BRICIOLE di PAROLA...nell'omelia
1° Quaresima B – 21.02.2021
Genesi 9,8-15 - 1Pietro 3,18-22 - Marco 1,12-15
Anche se siamo entrati nella Quaresima da qualche giorno, non siamo privati della buona notizia che Dio ci è vicino e ci vuole bene. Protesi alla gioia pasquale, come invita la preghiera della Chiesa, oggi, questa buona notizia contempla che Dio vuole fare alleanza con gli uomini; “con tutte le generazioni”, recitava l’orazione qualche istante fa. La conclusione del disastro del diluvio, narrato nella prima lettura, lo conferma: “ecco io stabilisco la mia alleanza con voi e con i vostri discendenti dopo di voi”. Quel segno dell’arco che si tende sulle nubi, dice che il cielo si piega sulla terra, Dio si avvicina all’uomo. E le nostre iniquità, cattiverie, i nostri peccati, non possono oscurare e nascondere la relazione amicizia, d’amore, che Dio vuole con noi.

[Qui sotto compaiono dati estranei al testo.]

// Copyright 2022 The Firefly Authors.
//
// Use of this source code is governed by a BSD 3-clause
// license that can be found in the LICENSE file.

//! Socket-based inter-task IPC: descriptor tables, bounded message
//! queues, connect/close, and peer wakeup — `spec.md` §3/§4.F.
//!
//! The destroy sequence below follows the order `spec.md` §9 prescribes
//! exactly (remove-from-bucket → null-endpoint → drain-pending →
//! emit-or-free → free-link) to sidestep both defects the original's
//! revisions carried: a `_free_socket` loop that read `msg->next` after
//! freeing `msg`, and a `_socket_destroy` path missing the
//! remove-from-bucket step. Freeing the socket and its queued messages
//! needs no explicit code at all here: a `Socket` is owned by its
//! `SocketLink`s' `Arc<Socket>` fields and by nothing else, so the last
//! link to drop frees it (and every message still queued, via
//! `VecDeque<Message>`'s own `Drop`) the ordinary way.

use crate::config;
use crate::task::Task;
use alloc::collections::VecDeque;
use alloc::sync::{Arc, Weak};
use alloc::vec::Vec;
use log::warn;
use spin::Mutex;

/// `spec.md` §3's Message type tags.
#[derive(Debug, Clone, Copy, PartialEq, Eq)]
#[repr(u8)]
pub enum MessageType {
    Connect = 0,
    Data = 1,
    RemoteClosed = 2,
    RemoteKilled = 3,
    RemoteExit = 4,
    RemoteMemoryFault = 5,
}

/// `{ type, length, payload[<= 0xFE8] }`.
#[derive(Debug, Clone)]
pub struct Message {
    pub ty: MessageType,
    pub payload: Vec<u8>,
}

impl Message {
    /// Builds a `DATA` message, copying up to `MAX_MESSAGE_LEN` bytes.
    /// Returns `None` if `data` is longer than that.
    pub fn data(data: &[u8]) -> Option<Message> {
        if data.len() > config::MAX_MESSAGE_LEN {
            return None;
        }
        Some(Message { ty: MessageType::Data, payload: Vec::from(data) })
    }

    fn control(ty: MessageType, payload: u32) -> Message {
        Message { ty, payload: Vec::from(payload.to_le_bytes()) }
    }
}

struct Endpoints {
    connector: Option<Weak<SocketLink>>,
    receiver: Option<Weak<SocketLink>>,
}

struct Queues {
    /// Messages sent by the connector, waiting for the receiver.
    to_receiver: VecDeque<Message>,
    /// Messages sent by the receiver, waiting for the connector.
    to_connector: VecDeque<Message>,
}

/// The shared backbone between two endpoints — `spec.md` §3's Socket.
pub struct Socket {
    endpoints: Mutex<Endpoints>,
    queues: Mutex<Queues>,
}

struct Teardown {
    is_closed: bool,
    refcount: u64,
    close_code: u32,
    /// The message type `destroy` sends to the remaining peer, if any.
    /// `RemoteClosed` for an ordinary client-initiated close;
    /// `RemoteKilled`/`RemoteExit`/`RemoteMemoryFault` when kill
    /// machinery (`crate::kill`) closes a dying task's sockets on its
    /// behalf instead (`spec.md` §4.G step 5).
    close_type: MessageType,
}

/// A task-local handle onto a socket — `spec.md` §3's SocketLink.
pub struct SocketLink {
    socket: Arc<Socket>,
    descriptor: usize,
    is_connector: bool,
    task: Weak<Task>,
    teardown: Mutex<Teardown>,
}

impl SocketLink {
    pub fn descriptor(&self) -> usize {
        self.descriptor
    }

    pub fn is_connector(&self) -> bool {
        self.is_connector
    }

    pub fn task(&self) -> Option<Arc<Task>> {
        self.task.upgrade()
    }

    /// Creates a fresh socket and this task's connector-side link to
    /// it: `spec.md` §4.F's `socket_new`.
    pub fn new_socket(task: &Arc<Task>) -> Option<Arc<SocketLink>> {
        let socket = Arc::new(Socket {
            endpoints: Mutex::new(Endpoints { connector: None, receiver: None }),
            queues: Mutex::new(Queues { to_receiver: VecDeque::new(), to_connector: VecDeque::new() }),
        });
        Self::new_link(task, socket, true)
    }

    fn new_link(task: &Arc<Task>, socket: Arc<Socket>, is_connector: bool) -> Option<Arc<SocketLink>> {
        let descriptor = task.descriptors().lock().get()?;
        let link = Arc::new(SocketLink {
            socket,
            descriptor,
            is_connector,
            task: Arc::downgrade(task),
            teardown: Mutex::new(Teardown {
                is_closed: false,
                refcount: 1,
                close_code: 0,
                close_type: MessageType::RemoteClosed,
            }),
        });
        {
            let weak = Arc::downgrade(&link);
            let mut endpoints = link.socket.endpoints.lock();
            if is_connector {
                endpoints.connector = Some(weak);
            } else {
                endpoints.receiver = Some(weak);
            }
        }
        let bucket = descriptor & (config::SOCKET_BUCKETS - 1);
        task.sockets().lock()[bucket].push_back(Arc::clone(&link));
        Some(link)
    }

    /// Scans the owning task's descriptor table for `descriptor` and
    /// returns a referenced link on a match — `spec.md` §4.F's
    /// `for_descriptor`.
    pub fn for_descriptor(task: &Arc<Task>, descriptor: usize) -> Option<Arc<SocketLink>> {
        let bucket = descriptor & (config::SOCKET_BUCKETS - 1);
        let sockets = task.sockets().lock();
        let found = sockets[bucket]
            .iter()
            .find(|link| link.descriptor == descriptor)
            .cloned()?;
        drop(sockets);
        if found.try_reference() {
            Some(found)
        } else {
            None
        }
    }

    /// Attempts to take a transient reference: fails once the link is
    /// closed. `spec.md` §4.F's `reference`.
    pub fn try_reference(&self) -> bool {
        let mut teardown = self.teardown.lock();
        if teardown.is_closed {
            return false;
        }
        teardown.refcount += 1;
        true
    }

    /// Releases a transient reference. If this drains the count to zero
    /// and the link is closed, destroys it — `spec.md` §4.F's
    /// `dereference`.
    pub fn dereference(self: &Arc<SocketLink>) {
        let should_destroy = {
            let mut teardown = self.teardown.lock();
            debug_assert!(teardown.refcount > 0, "dereference without a matching reference");
            teardown.refcount -= 1;
            teardown.refcount == 0 && teardown.is_closed
        };
        if should_destroy {
            SocketLink::destroy(Arc::clone(self));
        }
    }

    /// Marks the link closed. Actual teardown is deferred to the final
    /// `dereference` — `spec.md` §4.F's `close`.
    pub fn close(&self, code: u32) {
        let mut teardown = self.teardown.lock();
        teardown.is_closed = true;
        teardown.close_code = code;
        teardown.close_type = MessageType::RemoteClosed;
    }

    /// The kill-machinery equivalent of [`SocketLink::close`]: marks the
    /// link closed so the peer is notified with `ty` (a task's actual
    /// kill reason) instead of a generic `RemoteClosed` once the final
    /// `dereference` destroys it — `spec.md` §4.G step 5's "identical
    /// protocol to client-initiated close".
    pub(crate) fn close_for_kill(&self, ty: MessageType) {
        let mut teardown = self.teardown.lock();
        teardown.is_closed = true;
        teardown.close_code = 0;
        teardown.close_type = ty;
    }

    /// Enqueues `message` on the direction opposite this link, failing
    /// (and returning the message back) only if it is a `DATA` message
    /// and that direction already holds `MAX_BUF` entries — `spec.md`
    /// §4.F's `msg`. On success, logically consumes `self`'s reference
    /// (the caller's own `Arc` clone should be dropped; the explicit
    /// refcount this releases is distinct from that).
    pub fn msg(self: &Arc<SocketLink>, message: Message) -> Result<(), Message> {
        {
            let mut queues = self.socket.queues.lock();
            let queue = if self.is_connector { &mut queues.to_receiver } else { &mut queues.to_connector };
            if matches!(message.ty, MessageType::Data) && queue.len() >= config::MAX_BUF {
                return Err(message);
            }
            queue.push_back(message);
        }
        wake_peer(&self.socket, self.is_connector);
        self.dereference();
        Ok(())
    }

    /// Pops the head of the inbound direction (opposite of `msg`'s
    /// outbound direction) — `spec.md` §4.F's `read`.
    pub fn read(&self) -> Option<Message> {
        let mut queues = self.socket.queues.lock();
        let queue = if self.is_connector { &mut queues.to_connector } else { &mut queues.to_receiver };
        queue.pop_front()
    }

    /// Creates a receiver-side link in `peer_task` onto the same
    /// socket, registers it in the peer's descriptor table, enqueues a
    /// `CONNECT` message carrying the new descriptor so the receiver
    /// learns its own handle, and wakes the peer — `spec.md` §4.F's
    /// `connect`.
    pub fn connect(self: &Arc<SocketLink>, peer_task: &Arc<Task>) -> bool {
        let peer_link = match Self::new_link(peer_task, Arc::clone(&self.socket), false) {
            Some(link) => link,
            None => return false,
        };
        {
            let mut queues = self.socket.queues.lock();
            queues
                .to_receiver
                .push_back(Message::control(MessageType::Connect, peer_link.descriptor as u32));
        }
        wake_peer(&self.socket, true);
        true
    }

    fn bucket(&self) -> usize {
        self.descriptor & (config::SOCKET_BUCKETS - 1)
    }

    /// Tears the link down in the order `spec.md` §9 prescribes. Only
    /// called once, by `dereference`, when a closed link's refcount
    /// drains to zero.
    fn destroy(link: Arc<SocketLink>) {
        if let Some(task) = link.task.upgrade() {
            // 1. remove from descriptor bucket.
            let mut sockets = task.sockets().lock();
            sockets[link.bucket()].retain(|l| !Arc::ptr_eq(l, &link));
            drop(sockets);
            task.descriptors().lock().put(link.descriptor);

            // 3. remove from pending list (ahead of step 2 textually
            // above in source order, but no ordering dependency exists
            // between the two — neither observes the other).
            task.pending().lock().retain(|l| !Arc::ptr_eq(l, &link));
        }

        // 2. null out this side; observe whether the other still exists.
        let other_exists = {
            let mut endpoints = link.socket.endpoints.lock();
            if link.is_connector {
                endpoints.connector = None;
                endpoints.receiver.is_some()
            } else {
                endpoints.receiver = None;
                endpoints.connector.is_some()
            }
        };

        // 4. emit-or-free: best-effort REMOTE_CLOSED to whichever side
        // remains. If nothing remains, there is nothing further to do —
        // the socket and its queued messages are freed automatically
        // once every `Arc<Socket>` (one per link) drops, which happens
        // as `link` itself is dropped at the end of this function.
        if other_exists {
            let (code, ty) = {
                let teardown = link.teardown.lock();
                (teardown.close_code, teardown.close_type)
            };
            let message = Message::control(ty, code);
            let mut queues = link.socket.queues.lock();
            let queue = if link.is_connector { &mut queues.to_receiver } else { &mut queues.to_connector };
            // Control messages normally bypass backpressure, but a
            // socket mid-teardown is, by definition, abandoned by one
            // side; `spec.md` §9 explicitly allows dropping this one
            // best-effort notification rather than growing the queue
            // without bound.
            if queue.len() < config::MAX_BUF {
                queue.push_back(message);
                drop(queues);
                wake_peer(&link.socket, link.is_connector);
            } else {
                warn!("dropping REMOTE_CLOSED notification: peer queue already full");
            }
        }

        // 5/6. free the link: `link`'s `Arc<Socket>` drops here, and if
        // it was the last one, so does the socket (and its queues).
    }
}

/// Wakes whichever side is opposite the sender. `sender_is_connector`
/// true means the message just went into `to_receiver`, so the
/// receiver side is who should wake — `spec.md` §4.F's "peer wakeup".
fn wake_peer(socket: &Arc<Socket>, sender_is_connector: bool) {
    let target = {
        let endpoints = socket.endpoints.lock();
        let weak = if sender_is_connector { &endpoints.receiver } else { &endpoints.connector };
        weak.as_ref().and_then(Weak::upgrade)
    };
    let peer_link = match target {
        Some(link) if link.try_reference() => link,
        _ => return,
    };
    let peer_task = match peer_link.task.upgrade().and_then(|t| t.try_reference()) {
        Some(task) => task,
        None => {
            peer_link.dereference();
            return;
        }
    };

    {
        let mut pending = peer_task.pending().lock();
        if !pending.iter().any(|l| Arc::ptr_eq(l, &peer_link)) {
            pending.push_back(Arc::clone(&peer_link));
        }
    }

    // Scanning the task's thread list for the first polling thread and
    // switching to it needs the run queue and the real `switch`
    // primitive, both owned by `crate::scheduler`; this function's job
    // ends at getting the peer link onto the pending list.
    //
    // `wake_one` reports whether it actually switched to a thread of
    // `peer_task`. If it did, `peer_task`'s reference was logically
    // moved into that thread's new "current" bookkeeping (to be
    // balanced later by `crate::scheduler::push_current`/`switch_to`
    // when that thread stops being current) and must not also be
    // dropped here; if no thread was polling, this function still owns
    // it and must release it itself.
    let consumed = crate::scheduler::wake_one(&peer_task);

    peer_link.dereference();
    if !consumed {
        peer_task.dereference();
    }
}

#[cfg(test)]
impl SocketLink {
    /// A link with no real task, for tests that only need `Arc<SocketLink>`
    /// to exist (e.g. to populate a `pending` deque) without exercising
    /// any socket protocol.
    pub(crate) fn new_dummy_for_test() -> Arc<SocketLink> {
        let socket = Arc::new(Socket {
            endpoints: Mutex::new(Endpoints { connector: None, receiver: None }),
            queues: Mutex::new(Queues { to_receiver: VecDeque::new(), to_connector: VecDeque::new() }),
        });
        Arc::new(SocketLink {
            socket,
            descriptor: 0,
            is_connector: true,
            task: Weak::new(),
            teardown: Mutex::new(Teardown {
                is_closed: false,
                refcount: 1,
                close_code: 0,
                close_type: MessageType::RemoteClosed,
            }),
        })
    }
}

Il nemico di Dio e dell’uomo, colui che odia questa alleanza, Satana, tenta di rovinare questo progetto, e si riversa contro l’uomo per distoglierlo, confonderlo, mettergli il sospetto che Dio lo voglia ingannare. Per ottenere questo Satana circuisce l’uomo, circuisce noi in mille modi. Dare credito all’offerta di Dio diventa una prova non di poco conto, e non sempre vi riusciamo. Ecco allora il peccato: venir meno all’alleanza da parte nostra. Verrà il momento che questa sarà unilaterale, cioè Dio si dichiarerà fedele e lo mostrerà anche se noi gli giriamo le spalle. Già la promessa che non distruggerà più, cioè non abbandonerà più gli uomini alle conseguenze delle loro cattiverie, ci anticipa questa alleanza nuova che sarà stipulata e firmata da Gesù con l’amore Suo fino al sangue; alleanza della quale siamo beneficiari mediante il Battesimo, ci ricorda Pietro nella seconda lettura.
Gesù comincia a tendere questo “arco”, ad avvicinare il cielo alla terra, accettando di provare la tentazione che noi tutti conosciamo, e alla quale ci concediamo troppo facilmente. E’ spinto dallo Spirito, cioè dall’amore, ad entrare in questa lotta dove Satana tenta chi vuol essere fedele a Dio. Così Gesù è stato tentato. “Cristo fu tentato dal diavolo, ma in Cristo eri tentato anche tu…Egli ti ha insegnato a vincere quando sei tentato” (Sant’Agostino). Non può esserci vita fedele a Dio, ricerca e ascolto del Padre e della sua volontà senza attraversare la tentazione, cioè il fascino, l’illusione, l’inganno di poter condurre la nostra esistenza lontano da Lui. Misteriosamente Dio permette che Satana intervenga nel “deserto”, nelle prove e fatiche che incontra il nostro cuore teatro di lotta e di combattimento spirituale per la vita, o, purtroppo, per la morte.
Le poche e curiose parole, nel deserto Gesù “stava con le bestie selvatiche e gli angeli lo servivano”, sono illuminanti per il cammino di conversione nostro. Crescere nella conoscenza e nell’amore del Padre, diventare cristiani, vivere il nostro essere amati, ricercare la nostra missione, essere nel deserto è contemporaneamente esperienza di terra e di cielo, di umanità che fa i conti con ciò che è materiale, animale (le bestie selvatiche) e di umanità che è attratta da ciò che la supera, la compie, la perfeziona (gli angeli che lo servivano). Non sono due realtà che fanno a pugni, sono la nostra condizione. Terra e cielo, fragilità e grandezza, umanità e spiritualità, miseria e grazia, possono abitare in buona armonia e camminare insieme. Proprio vera alleanza d’amore!
Restiamo fedeli al nostro battesimo, invocazione di salvezza, dice Pietro nella sua lettera. Resi vivi dallo Spirito, viviamo le nostre contraddizioni, scopriremo che Dio è la nostra libertà vera. Camminiamo pure in esse e usciremo dal deserto anche noi annunciando il vangelo.